### [TASK STATEMENT]
From the records below, extract only the lines running from the line with "let born = pack.spawn.born.grid();" to the line with "attempts, &mut self.rng)", both lines included, reproducing them exactly.

### [EXTRACTED MATERIAL]

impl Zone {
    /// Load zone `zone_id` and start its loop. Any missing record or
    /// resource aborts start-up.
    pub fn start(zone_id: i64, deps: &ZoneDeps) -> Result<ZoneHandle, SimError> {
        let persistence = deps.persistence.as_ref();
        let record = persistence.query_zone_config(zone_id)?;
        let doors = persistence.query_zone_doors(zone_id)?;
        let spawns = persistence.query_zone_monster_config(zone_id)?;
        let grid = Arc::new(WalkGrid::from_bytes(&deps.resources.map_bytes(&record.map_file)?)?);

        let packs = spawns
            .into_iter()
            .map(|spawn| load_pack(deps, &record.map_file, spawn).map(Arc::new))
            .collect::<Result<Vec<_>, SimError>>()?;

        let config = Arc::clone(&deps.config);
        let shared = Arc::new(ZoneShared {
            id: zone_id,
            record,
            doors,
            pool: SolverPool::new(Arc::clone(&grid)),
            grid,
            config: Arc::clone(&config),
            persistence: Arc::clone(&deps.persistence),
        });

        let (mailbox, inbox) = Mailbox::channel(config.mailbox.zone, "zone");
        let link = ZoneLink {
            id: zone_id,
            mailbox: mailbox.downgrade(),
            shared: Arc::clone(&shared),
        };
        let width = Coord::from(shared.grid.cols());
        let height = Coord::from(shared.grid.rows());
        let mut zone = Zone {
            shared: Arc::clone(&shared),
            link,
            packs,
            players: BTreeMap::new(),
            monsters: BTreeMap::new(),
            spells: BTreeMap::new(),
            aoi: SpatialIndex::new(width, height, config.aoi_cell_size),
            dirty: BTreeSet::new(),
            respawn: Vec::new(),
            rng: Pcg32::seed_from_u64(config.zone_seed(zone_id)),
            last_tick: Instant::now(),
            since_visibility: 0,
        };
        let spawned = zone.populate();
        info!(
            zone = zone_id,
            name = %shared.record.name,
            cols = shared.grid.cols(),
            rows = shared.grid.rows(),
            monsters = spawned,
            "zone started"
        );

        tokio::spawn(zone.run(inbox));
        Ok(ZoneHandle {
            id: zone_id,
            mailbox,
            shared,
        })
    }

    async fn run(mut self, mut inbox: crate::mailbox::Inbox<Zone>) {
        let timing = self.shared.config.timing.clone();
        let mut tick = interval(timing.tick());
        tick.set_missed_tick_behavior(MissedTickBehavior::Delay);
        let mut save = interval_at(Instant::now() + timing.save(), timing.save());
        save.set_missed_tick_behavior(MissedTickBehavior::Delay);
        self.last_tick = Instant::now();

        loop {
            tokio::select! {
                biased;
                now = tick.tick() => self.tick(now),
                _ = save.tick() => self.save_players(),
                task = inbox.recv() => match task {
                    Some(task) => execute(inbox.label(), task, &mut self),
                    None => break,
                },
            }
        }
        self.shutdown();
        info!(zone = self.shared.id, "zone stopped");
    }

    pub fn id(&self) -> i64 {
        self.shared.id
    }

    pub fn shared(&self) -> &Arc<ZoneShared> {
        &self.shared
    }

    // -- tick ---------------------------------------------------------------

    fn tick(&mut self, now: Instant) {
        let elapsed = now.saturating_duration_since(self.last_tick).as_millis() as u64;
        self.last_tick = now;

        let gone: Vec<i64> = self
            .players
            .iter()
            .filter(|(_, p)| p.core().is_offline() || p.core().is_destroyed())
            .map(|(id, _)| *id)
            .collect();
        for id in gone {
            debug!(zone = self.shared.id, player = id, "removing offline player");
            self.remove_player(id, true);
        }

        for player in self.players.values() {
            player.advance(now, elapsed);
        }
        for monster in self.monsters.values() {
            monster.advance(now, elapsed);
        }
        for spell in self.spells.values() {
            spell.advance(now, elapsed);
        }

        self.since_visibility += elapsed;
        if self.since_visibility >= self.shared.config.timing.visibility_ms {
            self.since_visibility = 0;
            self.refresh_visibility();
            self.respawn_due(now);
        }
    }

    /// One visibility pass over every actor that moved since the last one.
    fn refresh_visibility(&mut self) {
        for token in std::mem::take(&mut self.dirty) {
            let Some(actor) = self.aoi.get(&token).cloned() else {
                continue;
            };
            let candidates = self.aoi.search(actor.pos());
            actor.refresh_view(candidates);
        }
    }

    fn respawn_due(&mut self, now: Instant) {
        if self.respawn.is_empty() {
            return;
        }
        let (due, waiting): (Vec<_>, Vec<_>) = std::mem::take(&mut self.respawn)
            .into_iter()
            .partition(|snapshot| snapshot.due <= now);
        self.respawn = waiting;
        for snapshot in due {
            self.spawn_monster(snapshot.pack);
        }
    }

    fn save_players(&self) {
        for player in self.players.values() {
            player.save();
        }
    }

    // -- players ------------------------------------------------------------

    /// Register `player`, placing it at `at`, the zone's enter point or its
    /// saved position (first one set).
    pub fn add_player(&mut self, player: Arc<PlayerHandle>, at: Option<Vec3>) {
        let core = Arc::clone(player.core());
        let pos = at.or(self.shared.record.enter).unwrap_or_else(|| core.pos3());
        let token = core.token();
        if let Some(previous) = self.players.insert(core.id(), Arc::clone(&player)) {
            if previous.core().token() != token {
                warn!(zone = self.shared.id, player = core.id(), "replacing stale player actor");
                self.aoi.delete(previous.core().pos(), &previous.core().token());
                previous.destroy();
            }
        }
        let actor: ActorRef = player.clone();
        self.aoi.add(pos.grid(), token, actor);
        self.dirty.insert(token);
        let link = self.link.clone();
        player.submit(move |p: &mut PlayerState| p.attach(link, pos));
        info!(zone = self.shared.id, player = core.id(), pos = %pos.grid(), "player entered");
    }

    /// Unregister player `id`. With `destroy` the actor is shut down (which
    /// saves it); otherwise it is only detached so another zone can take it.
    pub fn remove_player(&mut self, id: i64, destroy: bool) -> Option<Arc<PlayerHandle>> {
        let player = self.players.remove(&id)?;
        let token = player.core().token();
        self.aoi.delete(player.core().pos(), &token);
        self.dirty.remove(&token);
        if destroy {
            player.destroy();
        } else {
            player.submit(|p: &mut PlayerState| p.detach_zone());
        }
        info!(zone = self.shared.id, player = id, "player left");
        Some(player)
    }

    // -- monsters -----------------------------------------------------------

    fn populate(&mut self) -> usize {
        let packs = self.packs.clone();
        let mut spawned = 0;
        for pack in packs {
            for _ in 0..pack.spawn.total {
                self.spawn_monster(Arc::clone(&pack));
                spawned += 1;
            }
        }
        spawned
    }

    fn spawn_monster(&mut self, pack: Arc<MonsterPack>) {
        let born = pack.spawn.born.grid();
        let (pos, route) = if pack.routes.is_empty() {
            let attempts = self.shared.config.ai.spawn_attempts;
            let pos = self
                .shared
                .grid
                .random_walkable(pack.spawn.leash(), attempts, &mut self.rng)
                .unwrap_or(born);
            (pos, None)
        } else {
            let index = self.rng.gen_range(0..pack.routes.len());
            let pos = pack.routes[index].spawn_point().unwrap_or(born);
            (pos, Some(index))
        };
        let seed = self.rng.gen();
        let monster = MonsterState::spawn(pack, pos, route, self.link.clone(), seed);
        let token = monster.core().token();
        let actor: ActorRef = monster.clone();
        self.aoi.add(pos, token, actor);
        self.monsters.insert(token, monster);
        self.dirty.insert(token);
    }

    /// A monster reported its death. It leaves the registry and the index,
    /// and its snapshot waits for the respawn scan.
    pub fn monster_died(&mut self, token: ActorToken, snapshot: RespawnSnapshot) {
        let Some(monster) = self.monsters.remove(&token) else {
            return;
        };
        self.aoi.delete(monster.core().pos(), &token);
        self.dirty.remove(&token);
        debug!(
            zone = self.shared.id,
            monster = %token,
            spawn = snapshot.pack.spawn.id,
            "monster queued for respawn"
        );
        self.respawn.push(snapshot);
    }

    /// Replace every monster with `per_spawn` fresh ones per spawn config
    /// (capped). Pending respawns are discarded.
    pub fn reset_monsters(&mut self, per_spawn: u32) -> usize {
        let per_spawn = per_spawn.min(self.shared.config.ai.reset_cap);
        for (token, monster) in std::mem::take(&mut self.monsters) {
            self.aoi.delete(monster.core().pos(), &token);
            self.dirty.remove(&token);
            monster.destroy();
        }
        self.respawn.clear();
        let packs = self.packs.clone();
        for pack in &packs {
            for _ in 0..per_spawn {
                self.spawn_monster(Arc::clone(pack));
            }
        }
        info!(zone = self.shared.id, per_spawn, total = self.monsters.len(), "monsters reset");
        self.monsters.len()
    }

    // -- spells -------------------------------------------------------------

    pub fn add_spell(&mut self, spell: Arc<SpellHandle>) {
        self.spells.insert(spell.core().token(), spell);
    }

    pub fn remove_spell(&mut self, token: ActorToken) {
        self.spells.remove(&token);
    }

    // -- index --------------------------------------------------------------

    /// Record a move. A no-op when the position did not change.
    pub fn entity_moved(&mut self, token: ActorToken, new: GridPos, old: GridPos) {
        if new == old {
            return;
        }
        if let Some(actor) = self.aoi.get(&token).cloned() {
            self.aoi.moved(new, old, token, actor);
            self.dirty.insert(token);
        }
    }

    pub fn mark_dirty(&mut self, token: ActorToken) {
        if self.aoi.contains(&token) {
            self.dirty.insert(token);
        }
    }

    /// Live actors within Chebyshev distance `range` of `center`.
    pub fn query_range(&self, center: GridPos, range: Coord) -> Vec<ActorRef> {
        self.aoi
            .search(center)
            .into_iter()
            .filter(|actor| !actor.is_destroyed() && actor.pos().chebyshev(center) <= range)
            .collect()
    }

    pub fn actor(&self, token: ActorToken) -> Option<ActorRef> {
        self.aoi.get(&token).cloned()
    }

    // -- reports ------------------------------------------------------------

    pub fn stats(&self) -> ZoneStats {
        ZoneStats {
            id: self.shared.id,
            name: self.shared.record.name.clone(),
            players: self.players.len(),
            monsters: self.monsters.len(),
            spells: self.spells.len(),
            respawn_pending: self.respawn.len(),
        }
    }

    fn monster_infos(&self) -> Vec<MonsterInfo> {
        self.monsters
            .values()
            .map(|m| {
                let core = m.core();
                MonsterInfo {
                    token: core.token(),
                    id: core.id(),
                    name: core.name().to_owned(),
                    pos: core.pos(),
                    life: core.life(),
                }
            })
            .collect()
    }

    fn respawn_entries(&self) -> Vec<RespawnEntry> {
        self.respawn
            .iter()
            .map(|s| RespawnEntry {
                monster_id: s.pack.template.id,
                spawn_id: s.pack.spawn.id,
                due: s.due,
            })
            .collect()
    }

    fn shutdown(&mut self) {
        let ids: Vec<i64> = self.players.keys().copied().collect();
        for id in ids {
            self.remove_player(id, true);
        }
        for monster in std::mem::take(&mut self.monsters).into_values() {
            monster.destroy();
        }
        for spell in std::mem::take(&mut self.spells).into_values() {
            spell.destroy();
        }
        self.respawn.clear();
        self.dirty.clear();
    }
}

--

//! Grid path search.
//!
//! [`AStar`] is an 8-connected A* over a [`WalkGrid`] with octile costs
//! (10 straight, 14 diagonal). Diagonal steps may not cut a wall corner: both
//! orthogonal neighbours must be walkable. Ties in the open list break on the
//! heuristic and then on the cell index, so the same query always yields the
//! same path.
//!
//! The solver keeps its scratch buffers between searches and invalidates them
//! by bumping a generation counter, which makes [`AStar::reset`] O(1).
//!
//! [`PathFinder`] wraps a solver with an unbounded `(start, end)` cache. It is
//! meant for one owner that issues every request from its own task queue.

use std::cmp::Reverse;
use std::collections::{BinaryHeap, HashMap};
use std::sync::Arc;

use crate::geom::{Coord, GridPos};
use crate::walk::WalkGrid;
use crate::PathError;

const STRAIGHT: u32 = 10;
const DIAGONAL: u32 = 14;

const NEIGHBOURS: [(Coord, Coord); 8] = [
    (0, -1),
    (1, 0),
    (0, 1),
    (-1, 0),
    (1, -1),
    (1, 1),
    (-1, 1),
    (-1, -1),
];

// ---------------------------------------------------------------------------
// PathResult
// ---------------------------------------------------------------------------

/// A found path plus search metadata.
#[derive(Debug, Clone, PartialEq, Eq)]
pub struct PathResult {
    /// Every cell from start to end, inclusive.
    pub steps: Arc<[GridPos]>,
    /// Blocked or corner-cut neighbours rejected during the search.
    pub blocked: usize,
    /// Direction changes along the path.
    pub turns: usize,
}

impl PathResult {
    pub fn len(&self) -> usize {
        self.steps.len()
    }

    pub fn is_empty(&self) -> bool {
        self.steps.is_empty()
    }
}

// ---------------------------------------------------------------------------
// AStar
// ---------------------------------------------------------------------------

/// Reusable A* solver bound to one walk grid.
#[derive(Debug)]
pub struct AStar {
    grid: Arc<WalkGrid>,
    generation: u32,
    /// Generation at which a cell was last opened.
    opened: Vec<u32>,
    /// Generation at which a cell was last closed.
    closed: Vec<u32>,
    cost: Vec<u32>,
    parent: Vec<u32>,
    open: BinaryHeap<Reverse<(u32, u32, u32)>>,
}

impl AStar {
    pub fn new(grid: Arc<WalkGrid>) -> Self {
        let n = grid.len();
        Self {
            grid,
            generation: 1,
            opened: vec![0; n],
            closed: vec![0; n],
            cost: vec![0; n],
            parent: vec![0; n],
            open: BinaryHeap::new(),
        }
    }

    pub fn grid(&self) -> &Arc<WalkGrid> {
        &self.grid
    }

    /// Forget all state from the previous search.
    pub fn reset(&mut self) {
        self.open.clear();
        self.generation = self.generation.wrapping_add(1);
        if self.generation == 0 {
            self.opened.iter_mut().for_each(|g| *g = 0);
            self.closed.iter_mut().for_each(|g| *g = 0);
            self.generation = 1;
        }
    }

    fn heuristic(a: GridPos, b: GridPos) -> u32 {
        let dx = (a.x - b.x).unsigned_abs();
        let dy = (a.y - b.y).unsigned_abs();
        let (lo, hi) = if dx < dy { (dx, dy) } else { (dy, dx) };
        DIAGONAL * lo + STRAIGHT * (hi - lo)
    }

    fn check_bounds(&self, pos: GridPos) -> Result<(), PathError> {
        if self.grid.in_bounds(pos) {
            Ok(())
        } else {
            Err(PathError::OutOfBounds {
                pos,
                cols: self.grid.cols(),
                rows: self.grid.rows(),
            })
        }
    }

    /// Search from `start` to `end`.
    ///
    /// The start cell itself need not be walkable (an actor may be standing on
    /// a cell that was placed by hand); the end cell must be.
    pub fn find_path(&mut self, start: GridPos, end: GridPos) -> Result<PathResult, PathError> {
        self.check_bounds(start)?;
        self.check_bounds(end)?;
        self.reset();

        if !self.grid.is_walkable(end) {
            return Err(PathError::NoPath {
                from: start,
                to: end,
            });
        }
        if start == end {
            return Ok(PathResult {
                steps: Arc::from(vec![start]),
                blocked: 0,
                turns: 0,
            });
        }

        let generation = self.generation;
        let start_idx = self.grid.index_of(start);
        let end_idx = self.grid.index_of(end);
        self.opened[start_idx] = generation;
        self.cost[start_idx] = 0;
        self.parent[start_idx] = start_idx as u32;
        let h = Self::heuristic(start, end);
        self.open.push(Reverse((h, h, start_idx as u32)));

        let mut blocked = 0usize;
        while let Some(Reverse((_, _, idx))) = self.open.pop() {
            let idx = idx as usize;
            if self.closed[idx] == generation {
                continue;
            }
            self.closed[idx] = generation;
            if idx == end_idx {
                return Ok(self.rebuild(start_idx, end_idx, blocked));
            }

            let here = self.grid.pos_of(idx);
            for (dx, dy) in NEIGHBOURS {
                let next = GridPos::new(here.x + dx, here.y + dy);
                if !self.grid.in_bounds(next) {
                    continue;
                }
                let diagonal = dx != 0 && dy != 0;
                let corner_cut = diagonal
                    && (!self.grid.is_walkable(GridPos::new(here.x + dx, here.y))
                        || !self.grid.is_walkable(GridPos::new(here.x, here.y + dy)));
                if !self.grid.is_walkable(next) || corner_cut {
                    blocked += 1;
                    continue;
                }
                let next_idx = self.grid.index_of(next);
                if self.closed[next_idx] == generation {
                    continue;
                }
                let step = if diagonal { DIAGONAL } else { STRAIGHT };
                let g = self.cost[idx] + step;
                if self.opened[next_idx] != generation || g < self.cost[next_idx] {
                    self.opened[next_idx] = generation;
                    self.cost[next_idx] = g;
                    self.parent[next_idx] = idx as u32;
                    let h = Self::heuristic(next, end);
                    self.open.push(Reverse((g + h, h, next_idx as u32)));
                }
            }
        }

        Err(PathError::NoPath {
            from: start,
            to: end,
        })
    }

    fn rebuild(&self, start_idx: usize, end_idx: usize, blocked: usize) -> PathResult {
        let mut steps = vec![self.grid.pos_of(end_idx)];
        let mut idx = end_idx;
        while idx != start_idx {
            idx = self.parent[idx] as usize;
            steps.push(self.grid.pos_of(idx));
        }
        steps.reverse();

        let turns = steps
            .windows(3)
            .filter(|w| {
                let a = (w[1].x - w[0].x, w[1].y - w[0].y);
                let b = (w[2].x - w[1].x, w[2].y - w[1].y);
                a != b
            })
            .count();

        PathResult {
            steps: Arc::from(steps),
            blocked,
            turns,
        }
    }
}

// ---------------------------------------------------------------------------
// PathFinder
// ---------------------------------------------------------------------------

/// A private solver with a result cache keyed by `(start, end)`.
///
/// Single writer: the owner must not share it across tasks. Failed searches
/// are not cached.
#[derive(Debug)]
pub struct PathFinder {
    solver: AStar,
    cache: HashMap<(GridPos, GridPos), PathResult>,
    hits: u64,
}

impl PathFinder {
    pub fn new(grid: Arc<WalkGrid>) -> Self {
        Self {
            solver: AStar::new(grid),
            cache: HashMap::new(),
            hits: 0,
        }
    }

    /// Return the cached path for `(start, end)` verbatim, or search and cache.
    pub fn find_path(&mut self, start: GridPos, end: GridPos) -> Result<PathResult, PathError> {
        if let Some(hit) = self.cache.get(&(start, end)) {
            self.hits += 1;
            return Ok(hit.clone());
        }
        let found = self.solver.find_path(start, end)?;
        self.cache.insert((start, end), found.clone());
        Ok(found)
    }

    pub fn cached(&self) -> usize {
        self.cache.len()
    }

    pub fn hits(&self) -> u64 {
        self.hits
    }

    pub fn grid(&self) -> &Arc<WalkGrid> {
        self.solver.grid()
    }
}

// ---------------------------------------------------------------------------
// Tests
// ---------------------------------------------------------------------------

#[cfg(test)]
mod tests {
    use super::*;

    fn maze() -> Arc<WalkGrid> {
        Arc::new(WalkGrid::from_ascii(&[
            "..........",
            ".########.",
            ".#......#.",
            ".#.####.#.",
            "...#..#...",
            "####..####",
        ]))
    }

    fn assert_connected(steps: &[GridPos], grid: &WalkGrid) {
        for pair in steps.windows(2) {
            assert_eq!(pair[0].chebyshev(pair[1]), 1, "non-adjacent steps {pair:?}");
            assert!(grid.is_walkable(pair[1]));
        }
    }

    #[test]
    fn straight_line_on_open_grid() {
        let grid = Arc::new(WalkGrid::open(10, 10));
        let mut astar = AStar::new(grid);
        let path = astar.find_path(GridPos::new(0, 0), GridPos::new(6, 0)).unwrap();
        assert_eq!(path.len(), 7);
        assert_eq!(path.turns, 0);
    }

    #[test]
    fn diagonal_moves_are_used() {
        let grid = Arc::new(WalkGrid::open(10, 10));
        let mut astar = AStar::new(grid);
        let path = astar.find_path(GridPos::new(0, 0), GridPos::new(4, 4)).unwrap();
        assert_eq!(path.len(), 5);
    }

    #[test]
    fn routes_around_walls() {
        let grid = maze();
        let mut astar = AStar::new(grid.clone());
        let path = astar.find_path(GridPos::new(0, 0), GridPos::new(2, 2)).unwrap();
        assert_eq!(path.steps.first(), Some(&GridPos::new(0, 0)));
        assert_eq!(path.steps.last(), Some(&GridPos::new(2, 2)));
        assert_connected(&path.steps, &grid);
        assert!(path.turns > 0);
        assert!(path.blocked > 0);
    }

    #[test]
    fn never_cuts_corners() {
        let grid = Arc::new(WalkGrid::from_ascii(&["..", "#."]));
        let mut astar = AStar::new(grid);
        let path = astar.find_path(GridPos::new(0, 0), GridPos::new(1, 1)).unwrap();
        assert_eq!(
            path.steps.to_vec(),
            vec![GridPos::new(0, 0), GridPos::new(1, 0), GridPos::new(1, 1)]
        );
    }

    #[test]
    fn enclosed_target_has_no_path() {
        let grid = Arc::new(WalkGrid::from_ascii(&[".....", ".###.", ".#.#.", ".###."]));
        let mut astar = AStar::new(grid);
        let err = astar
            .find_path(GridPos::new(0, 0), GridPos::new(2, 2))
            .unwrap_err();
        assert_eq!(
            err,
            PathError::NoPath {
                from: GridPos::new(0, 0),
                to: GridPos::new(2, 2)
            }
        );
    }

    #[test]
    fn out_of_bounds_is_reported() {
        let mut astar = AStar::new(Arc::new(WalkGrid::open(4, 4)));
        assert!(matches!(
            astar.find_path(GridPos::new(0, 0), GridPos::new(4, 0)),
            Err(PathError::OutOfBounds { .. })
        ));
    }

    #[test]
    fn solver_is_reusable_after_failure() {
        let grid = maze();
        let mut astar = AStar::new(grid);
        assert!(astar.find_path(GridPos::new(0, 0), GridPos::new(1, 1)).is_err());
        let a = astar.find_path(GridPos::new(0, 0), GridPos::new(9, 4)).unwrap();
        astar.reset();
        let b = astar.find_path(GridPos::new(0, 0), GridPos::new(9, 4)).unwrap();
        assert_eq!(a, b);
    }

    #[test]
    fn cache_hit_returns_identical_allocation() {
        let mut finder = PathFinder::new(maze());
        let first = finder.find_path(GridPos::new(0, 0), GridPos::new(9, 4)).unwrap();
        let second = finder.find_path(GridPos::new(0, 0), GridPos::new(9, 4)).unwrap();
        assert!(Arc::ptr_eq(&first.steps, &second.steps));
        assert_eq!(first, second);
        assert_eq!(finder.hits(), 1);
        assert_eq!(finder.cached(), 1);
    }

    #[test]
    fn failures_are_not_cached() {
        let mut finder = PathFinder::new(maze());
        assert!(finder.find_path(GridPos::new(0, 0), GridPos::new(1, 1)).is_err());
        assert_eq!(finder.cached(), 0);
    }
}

### [SOLUTION FOR THIS EXERCISE]
        let born = pack.spawn.born.grid();
        let (pos, route) = if pack.routes.is_empty() {
            let attempts = self.shared.config.ai.spawn_attempts;
            let pos = self
                .shared
                .grid
                .random_walkable(pack.spawn.leash(), attempts, &mut self.rng)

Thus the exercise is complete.